Welcome to SEMCOG's Think Regional/Act Local blog! SEMCOG is the only organization in Southeast Michigan that brings together all governments to solve regional challenges and enhance the quality of life for the seven-county regions 4.7 million residents. With this regional perspective in mind, we work with member local governments to sustain our regions reputation as a great place to work, play, and do business.


Our panel of SEMCOG staff bloggers will post daily to this blog, discussing SEMCOG's data, federal and state legislative issues, and environmental and fiscal sustainability best practices for local governments all with the goal of creating a successful future for the region.



Think Regional/Act Local

Progress – at least on one front

(Freight, Transportation) Permanent link


February 23, 2015 – Let’s take a week off from all of the talk of no additional funding and the merits of Prop 1 and talk about a project that continues to inch forward – the New International Trade Crossing. Interestingly, the project continues to move forward only because the Canadian government continues to fund the project. The Canadian government has agreed to pay the $250 million cost for the inspection plaza in Detroit under a deal agreed to by both countries. 


The Canadians had hoped the U.S. would pay for construction of its own customs plaza, but that will not happen under the newly signed agreement. Canada, along with a private-sector partner soon to be selected by the Windsor-Detroit Bridge Authority, will now be paying the project’s full construction costs.


Taxpayers will not be on the hook for any of the costs. Under the agreement, the U.S. Department of Homeland Security has agreed to cover all U.S. customs staffing costs for the new bridge, but the cost of the plaza construction will be recouped in the years ahead through tolls and other sources such as duty-free goods and gas.


The project’s next steps include ramping up property acquisition in Detroit to make room for the new bridge plaza and a feeder road in Delray that will link to the I-75 freeway. A new border highway in Windsor to link with the bridge is expected to be fully open to traffic by the end of this year.
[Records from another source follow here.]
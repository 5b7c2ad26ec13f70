use thiserror::Error;

/// Errors that abort a validation run before any check executes.
///
/// Everything else that can go wrong during a run is contained per check and
/// reported through [`RunReport::failures`](crate::engine::RunReport).
#[derive(Error, Debug)]
pub enum PlugvetError {
    /// The registered checks form a dependency cycle.
    #[error("dependency cycle: {}", .0.join(" -> "))]
    Cycle(Vec<String>),

    /// A check requires an identity that is not registered.
    #[error("check `{check}` requires unknown check `{requires}`")]
    UnknownDependency {
        /// The check declaring the requirement.
        check: String,
        /// The identity it asked for.
        requires: String,
    },

    /// Two checks registered under the same identity.
    #[error("duplicate check identity `{0}`")]
    DuplicateIdentity(String),

    /// Filesystem I/O error while reading configuration.
    #[error("IO error: {0}")]
    Io(#[from] std::io::Error),

    /// Policy file could not be parsed.
    #[error("policy error: {0}")]
    Policy(#[from] serde_yaml_ng::Error),
}

/// Convenience alias for `Result<T, PlugvetError>`.
pub type Result<T> = std::result::Result<T, PlugvetError>;

/// A hard failure from a single check's behavior.
///
/// Recorded against the failing identity and contained by the engine;
/// dependents observe the dependency as absent and the run keeps going.
#[derive(Error, Debug)]
#[error("{0}")]
pub struct CheckError(pub String);

impl CheckError {
    /// Failure with the given message.
    #[must_use]
    pub fn new(message: impl Into<String>) -> Self {
        Self(message.into())
    }
}

impl From<std::io::Error> for CheckError {
    fn from(err: std::io::Error) -> Self {
        Self(err.to_string())
    }
}

impl From<serde_json::Error> for CheckError {
    fn from(err: serde_json::Error) -> Self {
        Self(err.to_string())
    }
}
//! Built-in submission checks.
//!
//! Each check is a thin consumer of the scheduler core: it declares its
//! requirements and finding kinds, reads dependency results through its run
//! view, and emits findings. The core never learns about their file formats
//! or wire protocols.

pub mod archive;
pub mod legacy_runtime;
pub mod manifest;
pub mod metadata;
pub mod package_json;
pub mod published;
pub mod source_code;
pub mod version;

use std::sync::Arc;

use crate::check::CheckSet;
use crate::errors::Result;
use crate::net::RegistryClient;

/// Register the full built-in check set against the given registry client.
pub fn builtin_checks(registry: Arc<dyn RegistryClient>) -> Result<CheckSet> {
    let mut set = CheckSet::new();
    set.register(Arc::new(archive::ArchiveLayout))?;
    set.register(Arc::new(manifest::Manifest))?;
    set.register(Arc::new(metadata::Metadata))?;
    set.register(Arc::new(source_code::SourceCode))?;
    set.register(Arc::new(package_json::PackageJson))?;
    set.register(Arc::new(version::VersionMatch))?;
    set.register(Arc::new(published::PublishedStatus::new(registry)))?;
    set.register(Arc::new(legacy_runtime::LegacyRuntime))?;
    Ok(set)
}

#[cfg(test)]
mod tests {
    use super::*;
    use crate::graph;
    use crate::net::{PluginStatus, RegistryError};

    struct NoRegistry;

    impl RegistryClient for NoRegistry {
        fn status(&self, _plugin_id: &str) -> std::result::Result<PluginStatus, RegistryError> {
            Err(RegistryError("offline".to_string()))
        }
    }

    #[test]
    fn builtin_set_registers_without_collisions() {
        let set = builtin_checks(Arc::new(NoRegistry)).unwrap();
        assert_eq!(set.len(), 8);
    }

    #[test]
    fn builtin_set_resolves() {
        let set = builtin_checks(Arc::new(NoRegistry)).unwrap();
        let order = graph::resolve(&set).unwrap();
        assert_eq!(order.len(), 8);
    }
}
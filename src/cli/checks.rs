use std::process::exit;
use std::sync::Arc;

use plugvet::checks::builtin_checks;
use plugvet::net::HttpRegistryClient;

pub(crate) fn run() {
    let checks = match builtin_checks(Arc::new(HttpRegistryClient::new())) {
        Ok(checks) => checks,
        Err(err) => {
            eprintln!("error: {err}");
            exit(2);
        }
    };

    for check in checks.iter() {
        println!("{}", check.id());
        if !check.requires().is_empty() {
            println!("  requires: {}", check.requires().join(", "));
        }
        for kind in check.kinds() {
            let announce = if kind.announce { ", always announced" } else { "" };
            println!("  {} ({}{announce})", kind.name, kind.severity);
        }
    }
}
//! Source code check: resolve the optional source tree accompanying the
//! submission.

use std::path::PathBuf;

use crate::check::{shared, Check, SharedValue};
use crate::context::CheckCtx;
use crate::errors::CheckError;
use crate::findings::{FindingKind, Severity};
use crate::fs_util::is_regular_dir;

/// Identity of the source code check.
pub const ID: &str = "source-code";

pub const SOURCE_NOT_FOUND: &str = "source-not-found";

const KINDS: &[FindingKind] = &[FindingKind::new(SOURCE_NOT_FOUND, Severity::Error)];

/// Shares the submission's source tree (`PathBuf`) with dependent checks.
///
/// Source code is optional; when the run config carries no location,
/// dependents observe this check as absent and skip their source-level
/// rules.
pub struct SourceCode;

impl Check for SourceCode {
    fn id(&self) -> &'static str {
        ID
    }

    fn kinds(&self) -> &'static [FindingKind] {
        KINDS
    }

    fn run(&self, ctx: &mut CheckCtx<'_>) -> Result<Option<SharedValue>, CheckError> {
        let Some(source_dir) = ctx.config().source_dir.clone() else {
            return Ok(None);
        };

        if !is_regular_dir(&source_dir) {
            ctx.report(
                SOURCE_NOT_FOUND,
                "Provided source code location is not a directory",
                format!("`{}` does not exist or is not a directory.", source_dir.display()),
            );
            return Ok(None);
        }
        ctx.announce(SOURCE_NOT_FOUND, "Source code is available");

        Ok(shared(source_dir))
    }
}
Isn’t it ironic that one of the most important projects in our state and our region is moving forward with little or no funding from Michigan or the U.S.? It is amazing what can get done when you have a vision, a plan, and requisite funding to implement a plan. We can all learn something from the Canadian approach to this project.


Image: State of Michigan Presidential Permit Application (http://www.state.gov/documents/organization/194997.pdf)



Carmine Palombo
If you want to know what about anything related to transportation in Southeast Michigan, don’t miss Carmine Palombo's blog. Carmine has more than 30 years of experience in various phases of transportation planning at SEMCOG. He is responsible for administering SEMCOG’s transportation planning program, which includes the region’s long-range transportation plan and short-term transportation plan.